Dr. Dobb's Journal March 1997
C/C++ programmers often shy away from heavy use of strings, because the built-in string operations can be expensive. The C standard library's strXXX() functions use a data format that is simple and compact, but doesn't provide fast comparison or editing. But if you know which operations are important, you can investigate alternatives that provide different trade-offs. For example, you might store all of your strings in a trie (see "Algorithm Alley," DDJ, April 1994) for quick searching, or use hash codes to quickly detect when two strings are different. This month, Fred shows a hash technique that provides both compact storage and fast equality tests.
-- Tim Kientzle
Many programs keep data that needs to be searched.
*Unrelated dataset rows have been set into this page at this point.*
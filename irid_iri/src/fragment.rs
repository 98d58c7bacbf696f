/*!
The `Fragment` component: an opaque, decoded string carried after `#`.
*/

use crate::error::{Component as ErrComponent, Result};
use crate::pct_encoding::{decode_component, encode, is_uri_path_safe};
use std::fmt::{Display, Formatter};
use std::str::FromStr;

/// A decoded fragment identifier.
#[derive(Clone, Debug, PartialEq, Eq, Hash, Default)]
pub struct Fragment(String);

impl Display for Fragment {
    fn fmt(&self, f: &mut Formatter<'_>) -> std::fmt::Result {
        write!(f, "{}", self.0)
    }
}

impl FromStr for Fragment {
    type Err = crate::error::Error;

    fn from_str(s: &str) -> Result<Self> {
        Ok(Fragment(decode_component(s, ErrComponent::Fragment)?))
    }
}

impl Fragment {
    /// Construct a fragment from an already-decoded value.
    pub fn new(value: impl Into<String>) -> Self {
        Fragment(value.into())
    }

    /// The decoded text.
    pub fn value(&self) -> &str {
        &self.0
    }

    /// `true` if the fragment carries no text (`#` with nothing after it).
    pub fn is_empty(&self) -> bool {
        self.0.is_empty()
    }

    /// The IRI (UTF-8) rendering.
    pub fn as_string(&self) -> String {
        self.to_string()
    }

    /// The URI (ASCII) rendering.
    pub fn as_uri(&self) -> String {
        encode(&self.0, |c| is_uri_path_safe(c) || matches!(c, '/' | '?'))
    }
}
/*!
The RDF node model: validated blank nodes, IRI-identified resources, and literals, built on top
of [`irid_iri`] and the vocabulary constants in [`irid_vocab`].

```rust
use irid_core::Node;

let n = Node::blank("b1").unwrap();
assert_eq!(n.to_string(), "_:b1");
```
*/

#![warn(
    unknown_lints,
    absolute_paths_not_starting_with_crate,
    elided_lifetimes_in_paths,
    explicit_outlives_requirements,
    macro_use_extern_crate,
    nonstandard_style,
    noop_method_call,
    rust_2018_idioms,
    single_use_lifetimes,
    trivial_casts,
    trivial_numeric_casts,
    future_incompatible,
    rust_2021_compatibility,
    missing_debug_implementations,
    unreachable_pub,
    unsafe_code,
    unused,
)]

pub mod error;
pub mod lang;
pub mod node;

pub use error::{Error, Result};
pub use lang::LanguageTag;
pub use node::{BNode, IriNode, IriOrBNode, Literal, Node};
We often find ourselves identifying and finding items according to a name or key. In many cases, that key is a string.
We know from experience that programs that keep data of any respectable volume will not perform well if they are searching for keys as strings. Why? Because string comparison functions are expensive -- much more so than, say, register-value comparisons. Also, the longer and more similar the strings are, the worse the performance will be.
A C/C++ string is a null-terminated array of characters with a pointer to the first character in the array. When you want to compare two strings for equality, you need to traverse the strings and compare their individual characters for equality. If one string terminates before the other, they are not equal. If a character in a given position is different, they are again not equal.
The C library strcmp function does this for you by returning zero (0) if the two strings are equal, a negative value if the first is less than the second, and a positive value if the first is greater than the second. Using strcmp is convenient, but burdensome at run time for two reasons: First, it is a function call; and second, it must laboriously walk through each string from the front each time it is called. There's lots of room for improvement here, mostly by minimizing the number of times you call strcmp.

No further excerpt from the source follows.